5 technologies that will help big data cross the chasm
We’re on the cusp of a real turning point for big data. Its applications are becoming clearer, its tools are getting easier and its architectures are maturing in a hurry. It’s no longer just about log files, clickstreams and tweets. It’s not just about Hadoop and what’s possible (or not) with MapReduce.
With each passing day, big data is becoming more about creativity — if someone can think of an application, they can probably build it. That makes the concept of big data a lot more tangible and a lot more useful to a lot more companies, and it makes the market for big data a lot more lucrative.

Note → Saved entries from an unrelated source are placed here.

use crate::error::{FilterError, Result};
use crate::hash::{
    HashFunction, default_hash_function, optimal_bit_vector_size,
    optimal_num_hashes,
};
use derive_builder::Builder;

#[derive(Clone, Debug, Builder)]
#[builder(pattern = "owned")]
pub struct MembershipConfig {
    /// Number of keys the membership is sized for. Zero is allowed and
    /// sized as a single key.
    #[builder(default = "0")]
    pub expected_insertions: usize,

    /// Target false positive rate (0.0 to 1.0)
    #[builder(default = "0.01")]
    pub false_positive_rate: f64,

    /// Hash function to use
    #[builder(default = "default_hash_function")]
    pub hash_function: HashFunction,
}

impl MembershipConfig {
    pub fn new(expected_insertions: usize, false_positive_rate: f64) -> Self {
        Self {
            expected_insertions,
            false_positive_rate,
            hash_function: default_hash_function,
        }
    }

    pub fn validate(&self) -> Result<()> {
        if !(self.false_positive_rate > 0.0 && self.false_positive_rate < 1.0) {
            return Err(FilterError::InvalidConfig(format!(
                "False positive rate must be between 0 and 1, got {}",
                self.false_positive_rate
            )));
        }
        Ok(())
    }
}

/// Derived parameters calculated from MembershipConfig
#[derive(Debug, Clone, Copy, PartialEq, Eq)]
pub struct MembershipParams {
    pub bit_vector_size: usize,
    pub num_hashes: usize,
    /// Keys the bit array was sized for; past this the false positive
    /// rate exceeds its target
    pub capacity: usize,
}

impl From<&MembershipConfig> for MembershipParams {
    fn from(config: &MembershipConfig) -> Self {
        let bit_vector_size = optimal_bit_vector_size(
            config.expected_insertions,
            config.false_positive_rate,
        );
        let num_hashes =
            optimal_num_hashes(config.expected_insertions, bit_vector_size);

        Self {
            bit_vector_size,
            num_hashes,
            capacity: config.expected_insertions.max(1),
        }
    }
}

Here are five technologies helping spur a shift in thinking from “Why would I want to use some technology that Yahoo built? And how?” to “We have problem that needs solving. Let’s find the right tool to solve it.”
When it comes to open source big data projects, they don’t get much hotter than Apache Spark. The data-processing framework is garnering a lot of users and a lot of supporters — including from Hadoop vendors MapR and Cloudera — because it promises to be almost everything for Hadoop deployments (arguably the foundation of most enterprise big data environments) that MapReduce wasn’t. It’s fast, it’s easy to program and it’s flexible.

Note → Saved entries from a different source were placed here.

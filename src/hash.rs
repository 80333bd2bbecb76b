use fnv::FnvHasher;
use murmur3::murmur3_32;
use std::hash::Hasher;
use std::io::Cursor;

/// A type alias for the hash function used by [`crate::BloomMembership`].
///
/// **Parameters:**
///
/// - `item: &[u8]`
///   - A byte slice representing the record key to be hashed.
/// - `num_hashes: usize`
///   - The number of bit positions to compute for the key.
/// - `bit_size: usize`
///   - The length of the membership bit array. Every returned index is
///     in `[0, bit_size)`.
///
/// **Returns:**
///
/// - `Vec<usize>`
///   - One bit index per hash function.
///
/// Two memberships can only be unioned when they were built with the same
/// hash function, so keep it stable across refreshes.
pub type HashFunction = fn(&[u8], usize, usize) -> Vec<usize>;

pub(crate) fn hash_murmur32(key: &[u8]) -> u32 {
    let mut cursor = Cursor::new(key);
    // Reading from an in-memory cursor cannot fail
    murmur3_32(&mut cursor, 0).unwrap_or_default()
}

pub(crate) fn hash_fnv64(key: &[u8]) -> u64 {
    let mut hasher = FnvHasher::default();
    hasher.write(key);
    hasher.finish()
}

/// Kirsch-Mitzenmacher double hashing over Murmur3 and FNV-1a.
///
/// Arithmetic is 64-bit so bit arrays longer than `u32::MAX` still get
/// uniformly spread indices.
pub fn default_hash_function(
    item: &[u8],
    num_hashes: usize,
    bit_size: usize,
) -> Vec<usize> {
    let h1 = hash_murmur32(item) as u64;
    // Force h2 odd so consecutive probes never collapse onto one bit
    let h2 = hash_fnv64(item) | 1;
    let m = bit_size.max(1) as u64;
    (0..num_hashes as u64)
        .map(|i| (h1.wrapping_add(i.wrapping_mul(h2)) % m) as usize)
        .collect()
}

/// Bit array length for `n` expected insertions at false positive rate
/// `fpr`: `ceil(-n ln p / ln^2 2)`.
///
/// `n` is clamped to 1 so an empty batch still gets a usable filter.
pub fn optimal_bit_vector_size(n: usize, fpr: f64) -> usize {
    let n = n.max(1) as f64;
    let fpr = if fpr <= 0.0 { f64::MIN_POSITIVE } else { fpr };
    let ln2 = std::f64::consts::LN_2;
    (((-n * fpr.ln()) / (ln2 * ln2)).ceil() as usize).max(1)
}

/// Hash function count `round(m / n * ln 2)`, never below 1.
pub fn optimal_num_hashes(n: usize, m: usize) -> usize {
    let n = n.max(1) as f64;
    (((m as f64 / n) * std::f64::consts::LN_2).round() as usize).max(1)
}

Right now, Spark is getting a lot of attention as an engine for machine-learning workloads — for example, Cloudera Oryx and even Apache Mahout are porting their code bases to Spark — as well as for interactive queries and data analysis. As the project’s community grows, the list of target workloads should expand, as well.
This might seem obvious — we’ve been talking about the convergence of cloud computing and big data for years — but cloud computing offerings have advanced significantly in the just the past year. There are bigger, faster and ever-cheaper raw compute options, many offering high memory capacity, solid-state drives or even GPUs. All of this makes it much easier, and much more economically feasible, to run myriad types of data-processing workloads in the cloud.
The market for managed Hadoop and database services continues to grow, as well as the market for analytics services. They’re quickly adding new capabilities and, as the technologies underpinning them advance, they’re becoming faster and more scalable.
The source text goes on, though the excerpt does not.